Die Überwachung durch ein strenges, unabhängiges Fairtrade-Kontrollsystem stellt sicher, dass der
betreffende Discounter den Rohkaffee zu den geltenden Fairtrade Mindestpreisen eingekauft hat. Leider ist das hierfür maßgebliche “Gesetz gegen Wettbewerbsbeschränkungen” (GWB) zu schwach und
ermöglicht Discountern, nicht extern nachprüfbare Bezugsvergünstigungen, wie zum Beispiel
Werbekostenzuschüsse des Lieferanten in Europa, von den Einkaufspreisen abzuziehen, was das GWB
erlaubt. Im konkreten Fall könnte dies bedeuten, dass der Importeur/Zwischenhändler bei seinem Verkauf von Bio- und Fairtrade-Kaffee an den Discounter diese Vergünstigungen gewährt, die den Preis künstlich unter die Herstellungskosten drückt. Dadurch könnte der Discounter seine große Marktmacht ausspielen. Dies führt vermutlich dazu, dass Kunden von bisherigen Fair-Trade-Anbietern zu den extrem billigen Fairtrade-Angeboten des Discounters wechseln. Das ist zwar alles legal, aber unseres Erachtens für die Konsumenten undurchschaubar – so bleiben diese im Unklaren und freuen sich sogar vielmehr über den superbilligen Angebotspreis.

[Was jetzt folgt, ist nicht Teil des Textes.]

//! Text encoding, wrapping and fitting helpers shared by all documents.

use encoding_rs::WINDOWS_1252;

const ELLIPSIS: &str = "...";

/// Encodes text for the WinAnsi built-in fonts; unmappable characters become `?`.
pub fn to_win_ansi(text: &str) -> Vec<u8> {
    let mut out = Vec::with_capacity(text.len());
    let mut buf = [0u8; 4];
    for ch in text.chars() {
        let (bytes, _, had_errors) = WINDOWS_1252.encode(ch.encode_utf8(&mut buf));
        match bytes.as_ref() {
            [byte] if !had_errors => out.push(*byte),
            _ => out.push(b'?'),
        }
    }
    out
}

/// The text as it will appear under a WinAnsi font.
pub fn sanitize_win_ansi(text: &str) -> String {
    let bytes = to_win_ansi(text);
    let (decoded, _) = WINDOWS_1252.decode_without_bom_handling(&bytes);
    decoded.into_owned()
}

/// Greedy word wrap. Line breaks in the input are kept, blank lines included.
/// Words wider than the line are split by character.
pub fn wrap_text<F>(text: &str, max_width: f32, measure: F) -> Vec<String>
where
    F: Fn(&str) -> f32,
{
    let mut lines = Vec::new();
    for paragraph in text.split('\n') {
        let paragraph = paragraph.trim_end_matches('\r');
        if paragraph.trim().is_empty() {
            lines.push(String::new());
            continue;
        }

        let mut line = String::new();
        for word in paragraph.split_whitespace() {
            let candidate = if line.is_empty() {
                word.to_string()
            } else {
                format!("{line} {word}")
            };
            if measure(&candidate) <= max_width {
                line = candidate;
                continue;
            }
            if !line.is_empty() {
                lines.push(std::mem::take(&mut line));
            }
            if measure(word) <= max_width {
                line = word.to_string();
                continue;
            }
            for ch in word.chars() {
                let mut next = line.clone();
                next.push(ch);
                if !line.is_empty() && measure(&next) > max_width {
                    lines.push(std::mem::take(&mut line));
                    line.push(ch);
                } else {
                    line = next;
                }
            }
        }
        if !line.is_empty() {
            lines.push(line);
        }
    }
    lines
}

/// Makes `text` fit `max_width`: first by shrinking the font size down to `min_size`,
/// then by truncating with an ellipsis. Returns the text and the size to use.
pub fn fit_text<F>(text: &str, max_width: f32, size: f32, min_size: f32, measure: F) -> (String, f32)
where
    F: Fn(&str, f32) -> f32,
{
    if measure(text, size) <= max_width {
        return (text.to_string(), size);
    }

    let mut current = size;
    while current - 0.5 >= min_size {
        current -= 0.5;
        if measure(text, current) <= max_width {
            return (text.to_string(), current);
        }
    }

    let chars: Vec<char> = text.chars().collect();
    for keep in (0..chars.len()).rev() {
        let candidate: String = chars[..keep].iter().collect::<String>().trim_end().to_string() + ELLIPSIS;
        if measure(&candidate, current) <= max_width {
            return (candidate, current);
        }
    }
    (String::new(), current)
}

#[cfg(test)]
mod tests {
    use super::*;

    fn monospace(text: &str) -> f32 {
        text.chars().count() as f32
    }

    #[test]
    fn test_win_ansi_replacement() {
        assert_eq!(to_win_ansi("Müller €"), vec![b'M', 0xFC, b'l', b'l', b'e', b'r', b' ', 0x80]);
        assert_eq!(sanitize_win_ansi("Şule Çelik ✔"), "?ule Çelik ?");
        assert_eq!(sanitize_win_ansi("김민규"), "???");
    }

    #[test]
    fn test_wrap_keeps_paragraph_breaks() {
        let lines = wrap_text("aaa bbb ccc\n\nddd", 7.0, monospace);
        assert_eq!(lines, vec!["aaa bbb", "ccc", "", "ddd"]);
    }

    #[test]
    fn test_wrap_splits_long_words() {
        let lines = wrap_text("abcdefghij", 4.0, monospace);
        assert_eq!(lines, vec!["abcd", "efgh", "ij"]);
    }

    #[test]
    fn test_fit_shrinks_before_truncating() {
        let measure = |text: &str, size: f32| text.chars().count() as f32 * size;

        let (text, size) = fit_text("abcd", 40.0, 10.0, 5.0, measure);
        assert_eq!((text.as_str(), size), ("abcd", 10.0));

        let (text, size) = fit_text("abcd", 30.0, 10.0, 5.0, measure);
        assert_eq!((text.as_str(), size), ("abcd", 7.5));

        let (text, size) = fit_text("abcdefghij", 30.0, 10.0, 5.0, measure);
        assert_eq!(size, 5.0);
        assert_eq!(text, "abc...");
    }
}
use actix_multipart::Multipart;
use actix_web::HttpResponse;
use futures::StreamExt;
use log::debug;
use sanitize_filename::sanitize;
use std::collections::HashMap;

use crate::ErrorResponse;

/// A file part of a multipart upload.
#[derive(Debug, Clone, PartialEq, Eq)]
pub struct UploadedFile {
    pub field: String,
    pub filename: String,
    pub bytes: Vec<u8>,
}

#[derive(Debug, Default)]
pub struct ParsedMultipart {
    pub fields: HashMap<String, String>,
    pub files: Vec<UploadedFile>,
}

impl ParsedMultipart {
    pub fn text(&self, name: &str) -> Option<&str> {
        self.fields
            .get(name)
            .map(|value| value.trim())
            .filter(|value| !value.is_empty())
    }

    pub fn require_text(&self, name: &str) -> Result<&str, MultipartParseError> {
        self.text(name)
            .ok_or_else(|| MultipartParseError::MissingPart(name.to_string()))
    }

    /// First file uploaded under `name`.
    pub fn file(&self, name: &str) -> Option<&UploadedFile> {
        self.files.iter().find(|file| file.field == name)
    }

    pub fn require_file(&self, name: &str) -> Result<&UploadedFile, MultipartParseError> {
        self.file(name)
            .ok_or_else(|| MultipartParseError::MissingPart(name.to_string()))
    }

    /// Files whose field name starts with `prefix`, in upload order.
    pub fn files_with_prefix(&self, prefix: &str) -> Vec<&UploadedFile> {
        self.files
            .iter()
            .filter(|file| file.field.starts_with(prefix))
            .collect()
    }

    pub fn take_file(&mut self, name: &str) -> Option<UploadedFile> {
        let index = self.files.iter().position(|file| file.field == name)?;
        Some(self.files.remove(index))
    }
}

#[derive(Debug, thiserror::Error)]
pub enum MultipartParseError {
    #[error("Multipart field error: {0}")]
    FieldError(String),
    #[error("Missing form part: {0}")]
    MissingPart(String),
    #[error("IO error: {0}")]
    IoError(String),
    #[error("Invalid UTF-8 data: {0}")]
    Utf8Error(String),
}

impl From<MultipartParseError> for HttpResponse {
    fn from(error: MultipartParseError) -> Self {
        match error {
            MultipartParseError::MissingPart(_)
            | MultipartParseError::Utf8Error(_)
            | MultipartParseError::FieldError(_) => {
                HttpResponse::BadRequest().json(ErrorResponse::bad_request(&format!("{}", error)))
            }
            MultipartParseError::IoError(_) => HttpResponse::InternalServerError()
                .json(ErrorResponse::internal_error(&format!("{}", error))),
        }
    }
}

pub struct MultipartParser;

impl MultipartParser {
    /// Reads every part. Parts with a filename become files, the rest text fields.
    pub async fn parse(mut multipart: Multipart) -> Result<ParsedMultipart, MultipartParseError> {
        let mut parsed = ParsedMultipart::default();

        while let Some(item) = multipart.next().await {
            let mut field = item.map_err(|e| MultipartParseError::FieldError(e.to_string()))?;
            let content_disposition = field.content_disposition().ok_or_else(|| {
                MultipartParseError::FieldError("Content disposition not found".to_string())
            })?;
            let name = content_disposition
                .get_name()
                .ok_or_else(|| MultipartParseError::FieldError("Field name not found".to_string()))?
                .to_string();
            let maybe_filename = content_disposition.get_filename().map(|s| s.to_string());

            let mut buffer = Vec::new();
            while let Some(chunk) = field.next().await {
                let data_chunk = chunk.map_err(|e| MultipartParseError::IoError(e.to_string()))?;
                buffer.extend_from_slice(&data_chunk);
            }

            match maybe_filename {
                Some(filename) => {
                    let filename = match sanitize(&filename) {
                        safe if safe.is_empty() => format!("file_{}.dat", parsed.files.len()),
                        safe => safe,
                    };
                    debug!("Received file '{}' ({} bytes) in part '{}'", filename, buffer.len(), name);
                    parsed.files.push(UploadedFile {
                        field: name,
                        filename,
                        bytes: buffer,
                    });
                }
                None => {
                    let value = String::from_utf8(buffer)
                        .map_err(|e| MultipartParseError::Utf8Error(e.to_string()))?;
                    parsed.fields.insert(name, value);
                }
            }
        }

        Ok(parsed)
    }
}
//! Settlement submission: bundle the documents, upload the archive, notify the treasurer.

pub mod archive;
pub mod handlers;
pub mod notify;

use serde::Serialize;
use std::path::Path;
use utoipa::ToSchema;

use crate::google::ArchiveUploader;
use crate::multipart_parser::{MultipartParseError, ParsedMultipart, UploadedFile};
use crate::session::StoredDocument;
pub use archive::{safe_event_name, write_archive, ArchiveError, NamedFile, SubmissionBundle};
pub use notify::{LogNotifier, Notification, Notifier, NotifyError, ResendNotifier};

pub const EVENT_NAME_FIELD: &str = "event_name";
pub const PARTICIPANT_LIST_FIELD: &str = "participant_list";
pub const SETTLEMENT_FORM_FIELD: &str = "settlement_form";
pub const REPORT_FIELD: &str = "report";
pub const INVOICE_FIELD_PREFIX: &str = "invoice";

impl From<UploadedFile> for NamedFile {
    fn from(file: UploadedFile) -> Self {
        NamedFile::new(file.filename, file.bytes)
    }
}

impl From<StoredDocument> for NamedFile {
    fn from(document: StoredDocument) -> Self {
        NamedFile::new(document.filename, document.bytes)
    }
}

/// Builds the bundle from the form parts. A `report` part overrides the session report.
pub fn bundle_from_parts(
    mut parts: ParsedMultipart,
    session_report: Option<StoredDocument>,
) -> Result<SubmissionBundle, MultipartParseError> {
    let event_name = parts.require_text(EVENT_NAME_FIELD)?.to_string();
    let participant_list = parts
        .take_file(PARTICIPANT_LIST_FIELD)
        .ok_or_else(|| MultipartParseError::MissingPart(PARTICIPANT_LIST_FIELD.to_string()))?;
    let settlement_form = parts
        .take_file(SETTLEMENT_FORM_FIELD)
        .ok_or_else(|| MultipartParseError::MissingPart(SETTLEMENT_FORM_FIELD.to_string()))?;
    let report: NamedFile = match parts.take_file(REPORT_FIELD) {
        Some(file) => NamedFile::new(crate::report::uploaded_report_name(&file.filename), file.bytes),
        None => session_report
            .map(NamedFile::from)
            .ok_or_else(|| MultipartParseError::MissingPart(REPORT_FIELD.to_string()))?,
    };
    let invoices = parts
        .files_with_prefix(INVOICE_FIELD_PREFIX)
        .into_iter()
        .cloned()
        .map(NamedFile::from)
        .collect();

    Ok(SubmissionBundle {
        event_name,
        participant_list: participant_list.into(),
        settlement_form: settlement_form.into(),
        report,
        invoices,
    })
}

#[derive(Debug, Serialize, ToSchema)]
pub struct SubmissionArchive {
    pub filename: String,
    pub event_name: String,
    pub invoices: usize,
}

#[derive(Debug, Serialize, ToSchema)]
pub struct SubmissionOutcome {
    pub archive: String,
    pub drive_link: Option<String>,
    pub upload_error: Option<String>,
    pub notified: bool,
    pub notify_error: Option<String>,
}

impl SubmissionOutcome {
    /// Uploaded and notified.
    pub fn is_complete(&self) -> bool {
        self.drive_link.is_some() && self.notified
    }
}

/// Uploads the archive, then sends the notification either with the link or
/// with the upload failure. Neither failure aborts the other step.
pub async fn upload_and_notify(
    uploader: &dyn ArchiveUploader,
    notifier: &dyn Notifier,
    archive: &Path,
    event_name: &str,
) -> SubmissionOutcome {
    let (drive_link, upload_error) = match uploader.upload_archive(archive).await {
        Ok(link) => {
            log::info!("Archive {} uploaded: {}", archive.display(), link);
            (Some(link), None)
        }
        Err(e) => {
            log::error!("Drive upload of {} failed: {}", archive.display(), e);
            (None, Some(e.to_string()))
        }
    };

    let notification = Notification::settlement_uploaded(event_name, drive_link.as_deref());
    let (notified, notify_error) = match notifier.send(&notification).await {
        Ok(()) => (true, None),
        Err(e) => {
            log::error!("Settlement notification for '{}' failed: {}", event_name, e);
            (false, Some(e.to_string()))
        }
    };

    SubmissionOutcome {
        archive: archive
            .file_name()
            .map(|name| name.to_string_lossy().into_owned())
            .unwrap_or_default(),
        drive_link,
        upload_error,
        notified,
        notify_error,
    }
}

#[cfg(test)]
mod tests {
    use super::*;

    fn file(field: &str, filename: &str) -> UploadedFile {
        UploadedFile {
            field: field.to_string(),
            filename: filename.to_string(),
            bytes: filename.as_bytes().to_vec(),
        }
    }

    fn parts() -> ParsedMultipart {
        let mut parts = ParsedMultipart::default();
        parts.fields.insert(EVENT_NAME_FIELD.to_string(), "Canyoning".to_string());
        parts.files.push(file(PARTICIPANT_LIST_FIELD, "Teilnehmerliste.pdf"));
        parts.files.push(file(SETTLEMENT_FORM_FIELD, "Abrechnung.pdf"));
        parts.files.push(file("invoices", "bus.pdf"));
        parts.files.push(file("invoices", "eintritt.pdf"));
        parts
    }

    fn session_report() -> StoredDocument {
        StoredDocument {
            filename: "Erfahrungsbericht_Canyoning.pdf".to_string(),
            bytes: b"%PDF".to_vec(),
        }
    }

    #[test]
    fn test_bundle_uses_session_report() {
        let bundle = bundle_from_parts(parts(), Some(session_report())).unwrap();
        assert_eq!(bundle.event_name, "Canyoning");
        assert_eq!(bundle.report.name, "Erfahrungsbericht_Canyoning.pdf");
        assert_eq!(bundle.invoices.len(), 2);
        assert_eq!(bundle.invoices[1].name, "eintritt.pdf");
    }

    #[test]
    fn test_uploaded_report_overrides_session() {
        let mut parts = parts();
        parts.files.push(file(REPORT_FIELD, "bericht.docx"));
        let bundle = bundle_from_parts(parts, Some(session_report())).unwrap();
        assert_eq!(bundle.report.name, "Erfahrungsbericht_bericht.docx");
    }

    #[test]
    fn test_missing_parts() {
        assert!(matches!(
            bundle_from_parts(parts(), None),
            Err(MultipartParseError::MissingPart(part)) if part == REPORT_FIELD
        ));

        let mut without_form = parts();
        without_form.files.retain(|f| f.field != SETTLEMENT_FORM_FIELD);
        assert!(matches!(
            bundle_from_parts(without_form, Some(session_report())),
            Err(MultipartParseError::MissingPart(part)) if part == SETTLEMENT_FORM_FIELD
        ));

        let mut without_name = parts();
        without_name.fields.clear();
        assert!(bundle_from_parts(without_name, Some(session_report())).is_err());
    }
}
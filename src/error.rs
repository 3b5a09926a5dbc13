//! Error types for camera control operations.

use thiserror::Error;

/// Primary error type for camera operations.
#[derive(Error, Debug)]
pub enum CameraError {
    // Pre-flight errors (no request is sent)
    #[error("Invalid argument: {0}")]
    InvalidArgument(String),

    #[error("{operation} is not supported on {family}")]
    NotSupported {
        operation: &'static str,
        family: &'static str,
    },

    #[error("Not found: {0}")]
    NotFound(String),

    #[error("No camera connected")]
    NotConnected,

    // Transport errors
    #[error("Request to {endpoint} failed: {reason}")]
    Transport { endpoint: String, reason: String },

    #[error("Request to {endpoint} returned HTTP {status}")]
    HttpStatus { endpoint: String, status: u16 },

    #[error("Invalid response from {endpoint}: {reason}")]
    InvalidResponse { endpoint: String, reason: String },

    // Configuration errors
    #[error("Configuration file not found: {path}")]
    ConfigNotFound { path: String },

    #[error("Configuration parse error: {0}")]
    ConfigParse(String),

    #[error("Invalid configuration: {0}")]
    ConfigInvalid(String),

    // General errors
    #[error("IO error: {0}")]
    Io(#[from] std::io::Error),

    #[error("{0}")]
    Other(String),
}

impl CameraError {
    pub(crate) fn invalid(message: impl Into<String>) -> Self {
        Self::InvalidArgument(message.into())
    }

    pub(crate) fn transport(endpoint: impl Into<String>, err: impl std::fmt::Display) -> Self {
        Self::Transport {
            endpoint: endpoint.into(),
            reason: err.to_string(),
        }
    }

    /// Returns true if the failure means the camera could not be reached.
    pub const fn is_transport(&self) -> bool {
        matches!(
            self,
            Self::Transport { .. } | Self::HttpStatus { .. } | Self::InvalidResponse { .. }
        )
    }

    /// Returns true if the error is recoverable by the user.
    pub const fn is_user_recoverable(&self) -> bool {
        matches!(
            self,
            Self::InvalidArgument(_)
                | Self::NotConnected
                | Self::ConfigNotFound { .. }
                | Self::ConfigInvalid(_)
        )
    }

    /// Returns a suggestion for how to fix the error.
    pub fn suggestion(&self) -> Option<&'static str> {
        match self {
            Self::NotConnected => Some("Join the camera's Wi-Fi network and turn on remote control"),
            Self::Transport { .. } => Some("Check that the camera is awake and still on Wi-Fi"),
            Self::ConfigNotFound { .. } => Some("Omit --config to use the default location"),
            Self::NotSupported { .. } => Some("Run `grctl info` to see which camera is connected"),
            _ => None,
        }
    }
}

impl From<serde_json::Error> for CameraError {
    fn from(err: serde_json::Error) -> Self {
        Self::InvalidResponse {
            endpoint: "json".to_string(),
            reason: err.to_string(),
        }
    }
}

/// Convenience type alias for Results using CameraError.
pub type Result<T> = std::result::Result<T, CameraError>;
//! Config file location and `~` expansion.

use std::path::{Path, PathBuf};

use tracing::{debug, trace};

use crate::error::{CameraError, Result};

const APP_DIR: &str = "grctl";
const CONFIG_FILE: &str = "config.toml";

/// Expand a leading `~` to the user's home directory.
pub fn expand_home(path: &Path) -> Result<PathBuf> {
    trace!(path = %path.display(), "Resolving config path");

    let path_str = path.to_string_lossy();
    if path_str == "~" || path_str.starts_with("~/") {
        let home = home_dir()?;
        let rest = path_str.strip_prefix("~/").unwrap_or("");
        let resolved = if rest.is_empty() {
            home
        } else {
            home.join(rest)
        };
        debug!(
            original = %path.display(),
            resolved = %resolved.display(),
            "Expanded home directory path"
        );
        return Ok(resolved);
    }

    Ok(path.to_path_buf())
}

/// Resolve the user's home directory (cross-platform).
pub fn home_dir() -> Result<PathBuf> {
    dirs::home_dir().ok_or_else(|| {
        CameraError::ConfigInvalid("Could not determine home directory".to_string())
    })
}

/// Default config file, e.g. `~/.config/grctl/config.toml`.
pub fn default_config_path() -> Option<PathBuf> {
    dirs::config_dir().map(|dir| dir.join(APP_DIR).join(CONFIG_FILE))
}
//! Output mode abstraction for robot and human output.

use serde::Serialize;
use serde_json::Value;

use crate::adapter::PhotoDir;
use crate::error::CameraError;
use crate::events::CameraEvent;

pub mod human;
pub mod robot;

pub use human::HumanOutput;
pub use robot::RobotOutput;

/// Build metadata reported by `grctl version`.
#[derive(Debug, Clone, Serialize)]
pub struct VersionInfo {
    pub version: &'static str,
    pub git_sha: &'static str,
    pub git_dirty: &'static str,
    pub build_timestamp: &'static str,
    pub rustc: &'static str,
    pub target: &'static str,
}

/// Determines how command output is rendered.
#[derive(Debug, Clone, Copy, PartialEq, Eq)]
pub enum OutputMode {
    /// JSON on stdout for scripts and agents.
    Robot,
    /// Styled text for terminals.
    Human,
}

impl OutputMode {
    pub const fn from_flag(json: bool) -> Self {
        if json { Self::Robot } else { Self::Human }
    }

    pub const fn is_robot(self) -> bool {
        matches!(self, Self::Robot)
    }

    pub fn into_output(self) -> Box<dyn Output> {
        match self {
            Self::Robot => Box::new(RobotOutput::new()),
            Self::Human => Box::new(HumanOutput::new()),
        }
    }
}

/// Everything a command prints goes through this trait.
pub trait Output {
    fn success(&self, message: &str);
    fn error(&self, error: &CameraError);

    /// A titled JSON document (device info, status, settings).
    fn document(&self, title: &str, value: &Value);

    /// A titled list of names.
    fn list(&self, title: &str, items: &[String]);

    /// A single URL.
    fn url(&self, url: &str);

    /// One streamed camera event.
    fn event(&self, event: &CameraEvent);

    fn photos(&self, dirs: &[PhotoDir]);

    fn version_info(&self, info: &VersionInfo);
}
//! Tracing setup for the `grctl` binary and library consumers.
//!
//! Logs always go to stderr so that command output on stdout stays clean.

use std::io::{self, IsTerminal};

use tracing_subscriber::{
    EnvFilter,
    fmt::{self, format::FmtSpan},
    layer::SubscriberExt,
    util::SubscriberInitExt,
};

/// Filter directive for the given verbosity flags.
///
/// `quiet` wins over `verbose`. Both the library (`gr`) and the binary
/// (`grctl`) targets are covered.
pub fn default_directive(verbose: u8, quiet: bool) -> &'static str {
    if quiet {
        return "gr=error,grctl=error";
    }
    match verbose {
        0 => "gr=info,grctl=info",
        1 => "gr=debug,grctl=debug",
        _ => "gr=trace,grctl=trace",
    }
}

/// Install the global subscriber.
///
/// | Mode  | TTY | Output                 |
/// |-------|-----|------------------------|
/// | JSON  | any | JSON lines             |
/// | Human | yes | Colored, no targets    |
/// | Human | no  | Compact plain text     |
///
/// `RUST_LOG` overrides the verbosity flags (e.g. `gr=debug,reqwest=warn`).
/// Calling this twice is harmless; the second subscriber is discarded.
pub fn init_logging(json: bool, verbose: u8, quiet: bool) {
    let filter = EnvFilter::try_from_default_env()
        .unwrap_or_else(|_| EnvFilter::new(default_directive(verbose, quiet)));

    let registry = tracing_subscriber::registry().with(filter);

    let result = if json {
        registry
            .with(
                fmt::layer()
                    .json()
                    .with_target(true)
                    .with_file(false)
                    .with_line_number(false)
                    .with_span_events(FmtSpan::NONE)
                    .with_writer(io::stderr),
            )
            .try_init()
    } else if io::stderr().is_terminal() {
        registry
            .with(
                fmt::layer()
                    .with_target(false)
                    .with_span_events(FmtSpan::NONE)
                    .with_writer(io::stderr),
            )
            .try_init()
    } else {
        registry
            .with(
                fmt::layer()
                    .compact()
                    .with_ansi(false)
                    .with_target(false)
                    .with_span_events(FmtSpan::NONE)
                    .with_writer(io::stderr),
            )
            .try_init()
    };

    if let Err(e) = result {
        tracing::debug!(error = %e, "Subscriber already installed");
    }
}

Auch wenn eine solche Vorgehensweise derzeit legal ist, verzerren sie nicht nur den Wettbewerb, sondern
schaden auch dem gesamten Image und der visionären Fair Trade-Idee. Eine „Geiz-ist-geil“-Mentalität für
Fair-Trade-Produkte passt nicht zu den Ansprüchen bewusster Konsumenten.